- This condition is inherited in an autosomal dominant manner

= Hereditary pancreatitis =

Hereditary pancreatitis (HP) is an inflammation of the pancreas due to genetic causes. It was first described in 1952 by Comfort and Steinberg but it was not until 1996 that Whitcomb et al isolated the first responsible mutation in the trypsinogen gene (PRSS1) on the long arm of chromosome seven (7q35).

The term "hereditary pancreatitis" is used when a genetic biomarker is identified, and "familial pancreatitis" otherwise.

==Presentation==
HP is characterised by attacks of epigastric pain, which are often associated with nausea and vomiting. Symptoms may start shortly after birth but onset varies periodically, with some patients not exhibiting symptoms until adulthood. There is usually progression to chronic pancreatitis with endocrine and exocrine failure and a mortally increased risk of pancreatic cancer. Lifetime risk of cancer has been variously calculated as 35–54% to the age of 75 years and screening for early pancreatic cancer is being offered to HP sufferers on a scientific basis. Some patients may choose to have their pancreas surgically removed to prevent pancreatic cancer from developing in the future.

The epidemiology of HP follows a similar pattern to alcohol-associated chronic pancreatitis, but there are important differences. For example, HP typically has an earlier age of pancreatitis onset; although malabsorption and diabetes mellitus occur at a later stage in the disease progression.

== Genetics ==
The vast majority of the cases of HP are caused by substitutions, at base 365 (c.365G>A) and base 86 of the cDNA (c.86A>T) on the PRSS1 gene.

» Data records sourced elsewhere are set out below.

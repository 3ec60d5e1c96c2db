//! Project-wide utility for initializing `tracing` output.
use serde::Deserialize;
use snafu::ResultExt;
use std::env;
use tracing::Subscriber;
use tracing_subscriber::{filter::LevelFilter, fmt, layer::SubscriberExt, EnvFilter, Registry};

const DEFAULT_TRACING_FILTER_DIRECTIVE: LevelFilter = LevelFilter::INFO;

const TRACING_FILTER_DIRECTIVE_ENV_VAR: &str = "TRACING_FILTER_DIRECTIVE";
const LOGGING_FORMATTER_ENV_VAR: &str = "LOGGING_FORMATTER";
const LOGGING_ANSI_ENABLED_ENV_VAR: &str = "LOGGING_ANSI_ENABLED";

/// How drain progress is written to the terminal.
#[derive(Copy, Clone, Debug, Eq, PartialEq)]
pub struct LogFormatter {
    message_format: MessageFormat,
    ansi_enabled: bool,
}

impl Default for LogFormatter {
    fn default() -> Self {
        LogFormatter {
            message_format: MessageFormat::default(),
            ansi_enabled: true,
        }
    }
}

impl LogFormatter {
    pub fn try_from_env() -> Result<Self> {
        Self::from_lookup(|key| env::var(key).ok())
    }

    /// Builds the formatter from an arbitrary variable source, e.g. the process environment.
    pub fn from_lookup<F>(lookup: F) -> Result<Self>
    where
        F: Fn(&str) -> Option<String>,
    {
        let message_format = lookup(LOGGING_FORMATTER_ENV_VAR)
            .map(|formatter| {
                serde_plain::from_str(&formatter).context(error::LogFormatterEnvSnafu {
                    env_value: formatter.clone(),
                })
            })
            .transpose()?
            .unwrap_or_default();

        let ansi_enabled = lookup(LOGGING_ANSI_ENABLED_ENV_VAR)
            .map(|ansi_enabled_str| {
                ansi_enabled_str
                    .to_lowercase()
                    .parse()
                    .context(error::LogAnsiEnvSnafu {
                        env_value: ansi_enabled_str.clone(),
                    })
            })
            .transpose()?
            .unwrap_or(true);

        Ok(Self {
            message_format,
            ansi_enabled,
        })
    }

    /// Adds a formatting layer to a tracing event subscriber.
    fn add_format_layer<S>(&self, event_subscriber: S) -> Box<dyn Subscriber + Send + Sync>
    where
        S: SubscriberExt + Send + Sync + for<'a> tracing_subscriber::registry::LookupSpan<'a>,
    {
        // The layers all have different types, so each arm boxes its own subscriber.
        let layer = fmt::layer()
            .with_writer(std::io::stderr)
            .with_ansi(self.ansi_enabled);
        match self.message_format {
            MessageFormat::Full => Box::new(event_subscriber.with(layer)),
            MessageFormat::Compact => Box::new(event_subscriber.with(layer.compact())),
            MessageFormat::Pretty => Box::new(event_subscriber.with(layer.pretty())),
            MessageFormat::Json => Box::new(event_subscriber.with(layer.json())),
        }
    }
}

/// The message format for logging tracing events.
///
/// See https://docs.rs/tracing-subscriber/latest/tracing_subscriber/fmt/format/index.html
#[derive(Copy, Clone, Debug, Eq, PartialEq, Deserialize, Default)]
#[serde(rename_all = "lowercase")]
pub enum MessageFormat {
    /// Human-readable, single-line logs for each event.
    Full,
    /// A variant of the default formatter optimized for short line lengths.
    #[default]
    Compact,
    /// Pretty-formatted multi-line logs optimized for human readability.
    Pretty,
    /// Newline-delimited JSON logs.
    Json,
}

/// Installs the global tracing subscriber, configured from the process environment.
pub fn init_telemetry_from_env() -> Result<()> {
    let env_filter = EnvFilter::builder()
        .with_default_directive(DEFAULT_TRACING_FILTER_DIRECTIVE.into())
        .with_env_var(TRACING_FILTER_DIRECTIVE_ENV_VAR)
        .from_env_lossy();

    let subscriber = Registry::default().with(env_filter);
    let subscriber = LogFormatter::try_from_env()?.add_format_layer(subscriber);

    tracing::subscriber::set_global_default(subscriber)
        .context(error::TracingConfigurationSnafu)?;

    Ok(())
}

pub mod error {
    use std::str::ParseBoolError;

    use super::*;
    use snafu::Snafu;

    #[derive(Debug, Snafu)]
    #[snafu(visibility(pub))]
    pub enum TelemetryConfigError {
        #[snafu(display("Error configuring tracing: '{}'", source))]
        TracingConfiguration {
            source: tracing::subscriber::SetGlobalDefaultError,
        },

        #[snafu(display(
            "Could not parse formatter from environment variable '{}={}': '{}'",
            LOGGING_FORMATTER_ENV_VAR,
            env_value,
            source
        ))]
        LogFormatterEnv {
            source: serde_plain::Error,
            env_value: String,
        },

        #[snafu(display(
            "Could not parse ANSI enablement from environment variable '{}={}': '{}'",
            LOGGING_ANSI_ENABLED_ENV_VAR,
            env_value,
            source
        ))]
        LogAnsiEnv {
            source: ParseBoolError,
            env_value: String,
        },
    }
}

type Result<T> = std::result::Result<T, TelemetryConfigError>;
pub use error::TelemetryConfigError;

The nucleotide substitutions were discovered in the late 1990s by classical linkage analysis and are now known as p.R122H and p.N29I respectively, according to the amino acid substitution and position in the protein sequence.

These mutations are rarely identified in general screens of patients with idiopathic disease and the phenotype of p.R122H and p.N29I is now well characterised with the p.A16V mutation recently characterised for the first time. There are many other rare mutations or polymorphisms of PRSS1 which remain less well understood and not all HP families have had the responsible genetic mutation identified.

The mechanism by which these genetic mutations cause pancreatitis is not yet known; but is likely to be the result of increased autoactivation or reduced deactivation of trypsinogen. However, a novel mechanism has recently been identified in a p.R116C kindred.

==Diagnosis==
Families are defined as having HP, if the phenotype is consistent with highly penetrant autosomal dominant inheritance. In simple terms, this would require two or more first degree relatives (or three or more second degree relatives) to have unexplained recurrent-acute or chronic pancreatitis in two or more generations. It is an autosomal dominant disease with penetrance that is generally accepted to be ≈80%.
==Management==

Treatment of HP resemble that of chronic pancreatitis of other causes. Treatment focuses on enzyme and nutritional supplementation, pain management, pancreatic diabetes, and local organ complications, such as pseudocysts, bile duct or duodenal obstruction.(PMC1774562)

== Prognosis ==
A 2009 study which followed 189 patients found no excess mortality despite the increased risk of pancreatic cancer.